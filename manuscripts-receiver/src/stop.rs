//! Process-level stop triggers: termination signals and panics.
//!
//! Every trigger funnels into one [`StopSignals::wait`] so the binary runs the
//! same graceful shutdown (and advertisement withdrawal) whichever fires.

use std::io;

use tokio::sync::watch;
use tracing::debug;

#[derive(Debug, Clone, Copy, PartialEq, Eq)]
pub enum StopReason {
    Signal(&'static str),
    /// A thread panicked; tokio keeps the process alive after a task panic.
    Panic,
}

/// Chains a hook after the current panic hook that flips the returned watch.
pub fn install_panic_trigger() -> watch::Receiver<bool> {
    let (tx, rx) = watch::channel(false);
    let previous = std::panic::take_hook();
    std::panic::set_hook(Box::new(move |info| {
        previous(info);
        tx.send_replace(true);
    }));
    rx
}

pub struct StopSignals {
    #[cfg(unix)]
    terminate: tokio::signal::unix::Signal,
    #[cfg(unix)]
    interrupt: tokio::signal::unix::Signal,
    #[cfg(unix)]
    hangup: tokio::signal::unix::Signal,
    #[cfg(windows)]
    ctrl_c: tokio::signal::windows::CtrlC,
    #[cfg(windows)]
    ctrl_close: tokio::signal::windows::CtrlClose,
    panicked: watch::Receiver<bool>,
}

impl StopSignals {
    /// Registers the signal handlers now, so a signal arriving before
    /// [`StopSignals::wait`] is polled is not lost. Needs a tokio runtime.
    #[cfg(unix)]
    pub fn install(panicked: watch::Receiver<bool>) -> io::Result<Self> {
        use tokio::signal::unix::{SignalKind, signal};

        Ok(Self {
            terminate: signal(SignalKind::terminate())?,
            interrupt: signal(SignalKind::interrupt())?,
            hangup: signal(SignalKind::hangup())?,
            panicked,
        })
    }

    #[cfg(windows)]
    pub fn install(panicked: watch::Receiver<bool>) -> io::Result<Self> {
        use tokio::signal::windows::{ctrl_c, ctrl_close};

        Ok(Self {
            ctrl_c: ctrl_c()?,
            ctrl_close: ctrl_close()?,
            panicked,
        })
    }

    #[cfg(unix)]
    pub async fn wait(mut self) -> StopReason {
        tokio::select! {
            _ = self.terminate.recv() => StopReason::Signal("SIGTERM"),
            _ = self.interrupt.recv() => StopReason::Signal("SIGINT"),
            _ = self.hangup.recv() => StopReason::Signal("SIGHUP"),
            _ = wait_panicked(&mut self.panicked) => StopReason::Panic,
        }
    }

    #[cfg(windows)]
    pub async fn wait(mut self) -> StopReason {
        tokio::select! {
            _ = self.ctrl_c.recv() => StopReason::Signal("CTRL_C"),
            _ = self.ctrl_close.recv() => StopReason::Signal("CTRL_CLOSE"),
            _ = wait_panicked(&mut self.panicked) => StopReason::Panic,
        }
    }
}

async fn wait_panicked(panicked: &mut watch::Receiver<bool>) {
    if panicked.wait_for(|flag| *flag).await.is_err() {
        debug!("panic trigger gone; waiting on signals only");
        std::future::pending::<()>().await;
    }
}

*Work required:* Start at the first line and transcribe the data exactly through the last.

*Answer below:*
filename manuscripts-receiver/src/stop.rs
//! Process-level stop triggers: termination signals and panics.
//!
//! Every trigger funnels into one [`StopSignals::wait`] so the binary runs the
//! same graceful shutdown (and advertisement withdrawal) whichever fires.

use std::io;

use tokio::sync::watch;
use tracing::debug;

#[derive(Debug, Clone, Copy, PartialEq, Eq)]
pub enum StopReason {
    Signal(&'static str),
    /// A thread panicked; tokio keeps the process alive after a task panic.
    Panic,
}

/// Chains a hook after the current panic hook that flips the returned watch.
pub fn install_panic_trigger() -> watch::Receiver<bool> {
    let (tx, rx) = watch::channel(false);
    let previous = std::panic::take_hook();
    std::panic::set_hook(Box::new(move |info| {
        previous(info);
        tx.send_replace(true);
    }));
    rx
}

pub struct StopSignals {
    #[cfg(unix)]
    terminate: tokio::signal::unix::Signal,
    #[cfg(unix)]
    interrupt: tokio::signal::unix::Signal,
    #[cfg(unix)]
    hangup: tokio::signal::unix::Signal,
    #[cfg(windows)]
    ctrl_c: tokio::signal::windows::CtrlC,
    #[cfg(windows)]
    ctrl_close: tokio::signal::windows::CtrlClose,
    panicked: watch::Receiver<bool>,
}

impl StopSignals {
    /// Registers the signal handlers now, so a signal arriving before
    /// [`StopSignals::wait`] is polled is not lost. Needs a tokio runtime.
    #[cfg(unix)]
    pub fn install(panicked: watch::Receiver<bool>) -> io::Result<Self> {
        use tokio::signal::unix::{SignalKind, signal};

        Ok(Self {
            terminate: signal(SignalKind::terminate())?,
            interrupt: signal(SignalKind::interrupt())?,
            hangup: signal(SignalKind::hangup())?,
            panicked,
        })
    }

    #[cfg(windows)]
    pub fn install(panicked: watch::Receiver<bool>) -> io::Result<Self> {
        use tokio::signal::windows::{ctrl_c, ctrl_close};

        Ok(Self {
            ctrl_c: ctrl_c()?,
            ctrl_close: ctrl_close()?,
            panicked,
        })
    }

    #[cfg(unix)]
    pub async fn wait(mut self) -> StopReason {
        tokio::select! {
            _ = self.terminate.recv() => StopReason::Signal("SIGTERM"),
            _ = self.interrupt.recv() => StopReason::Signal("SIGINT"),
            _ = self.hangup.recv() => StopReason::Signal("SIGHUP"),
            _ = wait_panicked(&mut self.panicked) => StopReason::Panic,
        }
    }

    #[cfg(windows)]
    pub async fn wait(mut self) -> StopReason {
        tokio::select! {
            _ = self.ctrl_c.recv() => StopReason::Signal("CTRL_C"),
            _ = self.ctrl_close.recv() => StopReason::Signal("CTRL_CLOSE"),
            _ = wait_panicked(&mut self.panicked) => StopReason::Panic,
        }
    }
}

async fn wait_panicked(panicked: &mut watch::Receiver<bool>) {
    if panicked.wait_for(|flag| *flag).await.is_err() {
        debug!("panic trigger gone; waiting on signals only");
        std::future::pending::<()>().await;
    }
}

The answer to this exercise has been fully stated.